(Data records)
//! ElectricalPowerMeasurement cluster instance (0x0090).
//!
//! Wraps one [`MeasurementProvider`] for one endpoint. The feature map and
//! the optional attribute set decide which attributes the endpoint exposes;
//! every exposed attribute is answered straight from the provider.
//!
//! ## Attribute conformance
//! - Mandatory: PowerMode, NumberOfMeasurementTypes, Accuracy, ActivePower
//! - Optional: Ranges, Voltage, ActiveCurrent
//! - AC + optional: ReactiveCurrent, ApparentCurrent, ReactivePower,
//!   ApparentPower, RMSVoltage, RMSCurrent, RMSPower, Frequency, PowerFactor
//! - POLY + optional: NeutralCurrent
//! - HARM: HarmonicCurrents
//! - PWRQ: HarmonicPhases

use super::{AttributeReport, AttributeValue, ClusterError};
use crate::measurement::{MeasurementProvider, distinct_measurement_types};
use log::{debug, info};
use strum::{Display, EnumIter, FromRepr, IntoEnumIterator};

/// Matter Cluster ID for ElectricalPowerMeasurement
pub const CLUSTER_ID: u32 = 0x0090;

/// Cluster revision
pub const CLUSTER_REVISION: u16 = 1;

/// Feature flags for ElectricalPowerMeasurement
pub mod features {
    /// Direct Current feature (DIRC)
    pub const DIRECT_CURRENT: u32 = 0x01;
    /// Alternating Current feature (ALTC)
    pub const ALTERNATING_CURRENT: u32 = 0x02;
    /// Polyphase Power feature (POLY)
    pub const POLYPHASE_POWER: u32 = 0x04;
    /// Harmonics feature (HARM)
    pub const HARMONICS: u32 = 0x08;
    /// Power Quality feature (PWRQ)
    pub const POWER_QUALITY: u32 = 0x10;
}

/// Optional attribute flags
pub mod optional_attributes {
    pub const RANGES: u32 = 0x0001;
    pub const VOLTAGE: u32 = 0x0002;
    pub const ACTIVE_CURRENT: u32 = 0x0004;
    pub const REACTIVE_CURRENT: u32 = 0x0008;
    pub const APPARENT_CURRENT: u32 = 0x0010;
    pub const REACTIVE_POWER: u32 = 0x0020;
    pub const APPARENT_POWER: u32 = 0x0040;
    pub const RMS_VOLTAGE: u32 = 0x0080;
    pub const RMS_CURRENT: u32 = 0x0100;
    pub const RMS_POWER: u32 = 0x0200;
    pub const FREQUENCY: u32 = 0x0400;
    pub const POWER_FACTOR: u32 = 0x0800;
    pub const NEUTRAL_CURRENT: u32 = 0x1000;
}

/// Attribute IDs for the ElectricalPowerMeasurement cluster
#[derive(Clone, Copy, Debug, Eq, PartialEq, FromRepr, Display, EnumIter)]
#[repr(u32)]
pub enum ElectricalPowerMeasurementAttribute {
    PowerMode = 0x0000,
    NumberOfMeasurementTypes = 0x0001,
    Accuracy = 0x0002,
    Ranges = 0x0003,
    Voltage = 0x0004,
    ActiveCurrent = 0x0005,
    ReactiveCurrent = 0x0006,
    ApparentCurrent = 0x0007,
    ActivePower = 0x0008,
    ReactivePower = 0x0009,
    ApparentPower = 0x000A,
    #[strum(serialize = "RMSVoltage")]
    RmsVoltage = 0x000B,
    #[strum(serialize = "RMSCurrent")]
    RmsCurrent = 0x000C,
    #[strum(serialize = "RMSPower")]
    RmsPower = 0x000D,
    Frequency = 0x000E,
    HarmonicCurrents = 0x000F,
    HarmonicPhases = 0x0010,
    PowerFactor = 0x0011,
    NeutralCurrent = 0x0012,
}

/// What an attribute needs to be present on an endpoint.
enum Conformance {
    Mandatory,
    Optional(u32),
    AcOptional(u32),
    PolyOptional(u32),
    Feature(u32),
}

impl ElectricalPowerMeasurementAttribute {
    fn conformance(self) -> Conformance {
        use optional_attributes as opt;
        use ElectricalPowerMeasurementAttribute::*;

        match self {
            PowerMode | NumberOfMeasurementTypes | Accuracy | ActivePower => Conformance::Mandatory,
            Ranges => Conformance::Optional(opt::RANGES),
            Voltage => Conformance::Optional(opt::VOLTAGE),
            ActiveCurrent => Conformance::Optional(opt::ACTIVE_CURRENT),
            ReactiveCurrent => Conformance::AcOptional(opt::REACTIVE_CURRENT),
            ApparentCurrent => Conformance::AcOptional(opt::APPARENT_CURRENT),
            ReactivePower => Conformance::AcOptional(opt::REACTIVE_POWER),
            ApparentPower => Conformance::AcOptional(opt::APPARENT_POWER),
            RmsVoltage => Conformance::AcOptional(opt::RMS_VOLTAGE),
            RmsCurrent => Conformance::AcOptional(opt::RMS_CURRENT),
            RmsPower => Conformance::AcOptional(opt::RMS_POWER),
            Frequency => Conformance::AcOptional(opt::FREQUENCY),
            PowerFactor => Conformance::AcOptional(opt::POWER_FACTOR),
            NeutralCurrent => Conformance::PolyOptional(opt::NEUTRAL_CURRENT),
            HarmonicCurrents => Conformance::Feature(features::HARMONICS),
            HarmonicPhases => Conformance::Feature(features::POWER_QUALITY),
        }
    }
}

/// Optional attributes that are only valid with the AlternatingCurrent feature.
const AC_ONLY_ATTRIBUTES: &[(u32, &str)] = &[
    (optional_attributes::REACTIVE_CURRENT, "ReactiveCurrent"),
    (optional_attributes::APPARENT_CURRENT, "ApparentCurrent"),
    (optional_attributes::REACTIVE_POWER, "ReactivePower"),
    (optional_attributes::APPARENT_POWER, "ApparentPower"),
    (optional_attributes::RMS_VOLTAGE, "RMSVoltage"),
    (optional_attributes::RMS_CURRENT, "RMSCurrent"),
    (optional_attributes::RMS_POWER, "RMSPower"),
    (optional_attributes::FREQUENCY, "Frequency"),
    (optional_attributes::POWER_FACTOR, "PowerFactor"),
];

/// Features that only make sense on an AC supply.
const AC_ONLY_FEATURES: &[(u32, &str)] = &[
    (features::POLYPHASE_POWER, "PolyphasePower"),
    (features::HARMONICS, "Harmonics"),
    (features::POWER_QUALITY, "PowerQuality"),
];

/// ElectricalPowerMeasurement cluster bound to one endpoint.
pub struct ElectricalPowerMeasurementInstance {
    endpoint_id: u16,
    provider: Box<dyn MeasurementProvider>,
    feature_map: u32,
    optional_attributes: u32,
    initialized: bool,
}

impl ElectricalPowerMeasurementInstance {
    /// Create an instance. Call [`init`](Self::init) before reading.
    pub fn new(
        endpoint_id: u16,
        provider: Box<dyn MeasurementProvider>,
        feature_map: u32,
        optional_attributes: u32,
    ) -> Self {
        Self {
            endpoint_id,
            provider,
            feature_map,
            optional_attributes,
            initialized: false,
        }
    }

    pub fn endpoint_id(&self) -> u16 {
        self.endpoint_id
    }

    pub fn feature_map(&self) -> u32 {
        self.feature_map
    }

    pub fn optional_attributes(&self) -> u32 {
        self.optional_attributes
    }

    pub fn has_feature(&self, feature: u32) -> bool {
        self.feature_map & feature == feature
    }

    fn has_optional_attribute(&self, attribute: u32) -> bool {
        self.optional_attributes & attribute == attribute
    }

    pub fn is_initialized(&self) -> bool {
        self.initialized
    }

    /// The provider answering this endpoint's reads.
    pub fn provider(&self) -> &dyn MeasurementProvider {
        self.provider.as_ref()
    }

    /// Validate the feature set and the provider's metadata, then start serving reads.
    pub fn init(&mut self) -> Result<(), ClusterError> {
        if self.initialized {
            return Err(ClusterError::AlreadyInitialized(self.endpoint_id));
        }

        self.check_features()?;
        self.check_provider()?;

        self.initialized = true;
        info!(
            "ElectricalPowerMeasurement initialized on endpoint {} (features=0x{:02X}, optional=0x{:04X}, mode={})",
            self.endpoint_id,
            self.feature_map,
            self.optional_attributes,
            self.provider.power_mode()
        );
        Ok(())
    }

    fn check_features(&self) -> Result<(), ClusterError> {
        if !self.has_feature(features::DIRECT_CURRENT)
            && !self.has_feature(features::ALTERNATING_CURRENT)
        {
            return Err(ClusterError::NoPowerKind);
        }

        if !self.has_feature(features::ALTERNATING_CURRENT) {
            if let Some(&(_, name)) = AC_ONLY_FEATURES
                .iter()
                .find(|(feature, _)| self.has_feature(*feature))
            {
                return Err(ClusterError::FeatureRequiresAlternatingCurrent(name));
            }
            if let Some(&(_, name)) = AC_ONLY_ATTRIBUTES
                .iter()
                .find(|(attribute, _)| self.has_optional_attribute(*attribute))
            {
                return Err(ClusterError::OptionalAttributeRequiresFeature {
                    attribute: name,
                    feature: "AlternatingCurrent",
                });
            }
        }

        if self.has_optional_attribute(optional_attributes::NEUTRAL_CURRENT)
            && !self.has_feature(features::POLYPHASE_POWER)
        {
            return Err(ClusterError::OptionalAttributeRequiresFeature {
                attribute: "NeutralCurrent",
                feature: "PolyphasePower",
            });
        }

        Ok(())
    }

    fn check_provider(&self) -> Result<(), ClusterError> {
        for accuracy in self.provider.accuracy() {
            accuracy.validate()?;
        }

        let declared = self.provider.number_of_measurement_types();
        let described = distinct_measurement_types(self.provider.as_ref());
        if declared as usize != described {
            return Err(ClusterError::MeasurementTypeMismatch {
                declared,
                described,
            });
        }
        Ok(())
    }

    /// Whether the attribute is present on this endpoint.
    pub fn is_supported(&self, attribute: ElectricalPowerMeasurementAttribute) -> bool {
        match attribute.conformance() {
            Conformance::Mandatory => true,
            Conformance::Optional(bit) => self.has_optional_attribute(bit),
            Conformance::AcOptional(bit) => {
                self.has_feature(features::ALTERNATING_CURRENT) && self.has_optional_attribute(bit)
            }
            Conformance::PolyOptional(bit) => {
                self.has_feature(features::POLYPHASE_POWER) && self.has_optional_attribute(bit)
            }
            Conformance::Feature(feature) => self.has_feature(feature),
        }
    }

    /// Read an attribute by raw id.
    pub fn read_id(&self, attribute_id: u32) -> Result<AttributeValue, ClusterError> {
        let attribute = ElectricalPowerMeasurementAttribute::from_repr(attribute_id)
            .ok_or(ClusterError::UnsupportedAttribute {
                cluster_id: CLUSTER_ID,
                attribute_id,
            })?;
        self.read(attribute)
    }

    /// Read an attribute, answered from the provider.
    pub fn read(
        &self,
        attribute: ElectricalPowerMeasurementAttribute,
    ) -> Result<AttributeValue, ClusterError> {
        use ElectricalPowerMeasurementAttribute as Attr;

        if !self.initialized {
            return Err(ClusterError::NotInitialized(self.endpoint_id));
        }
        if !self.is_supported(attribute) {
            return Err(ClusterError::UnsupportedAttribute {
                cluster_id: CLUSTER_ID,
                attribute_id: attribute as u32,
            });
        }

        debug!("EPM[{}] read {}", self.endpoint_id, attribute);

        let p = self.provider.as_ref();
        let value = match attribute {
            Attr::PowerMode => AttributeValue::PowerMode(p.power_mode()),
            Attr::NumberOfMeasurementTypes => {
                AttributeValue::Unsigned(p.number_of_measurement_types() as u64)
            }
            Attr::Accuracy => AttributeValue::Accuracy(p.accuracy()),
            Attr::Ranges => AttributeValue::Ranges(p.ranges()),
            Attr::Voltage => p.voltage().into(),
            Attr::ActiveCurrent => p.active_current().into(),
            Attr::ReactiveCurrent => p.reactive_current().into(),
            Attr::ApparentCurrent => p.apparent_current().into(),
            Attr::ActivePower => p.active_power().into(),
            Attr::ReactivePower => p.reactive_power().into(),
            Attr::ApparentPower => p.apparent_power().into(),
            Attr::RmsVoltage => p.rms_voltage().into(),
            Attr::RmsCurrent => p.rms_current().into(),
            Attr::RmsPower => p.rms_power().into(),
            Attr::Frequency => p.frequency().into(),
            Attr::HarmonicCurrents => p.harmonic_currents().into(),
            Attr::HarmonicPhases => p.harmonic_phases().into(),
            Attr::PowerFactor => p.power_factor().into(),
            Attr::NeutralCurrent => p.neutral_current().into(),
        };
        Ok(value)
    }

    /// Read every attribute present on this endpoint, in id order.
    pub fn snapshot(&self) -> Result<Vec<AttributeReport>, ClusterError> {
        ElectricalPowerMeasurementAttribute::iter()
            .filter(|attribute| self.is_supported(*attribute))
            .map(|attribute| {
                Ok(AttributeReport {
                    id: attribute as u32,
                    name: attribute.to_string(),
                    value: self.read(attribute)?,
                })
            })
            .collect()
    }
}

Assignment >>
Find the string "name" in the entries above. Copy each line where it occurs.

Your solution >>
            if let Some(&(_, name)) = AC_ONLY_FEATURES
                return Err(ClusterError::FeatureRequiresAlternatingCurrent(name));
            if let Some(&(_, name)) = AC_ONLY_ATTRIBUTES
                    attribute: name,
                    name: attribute.to_string(),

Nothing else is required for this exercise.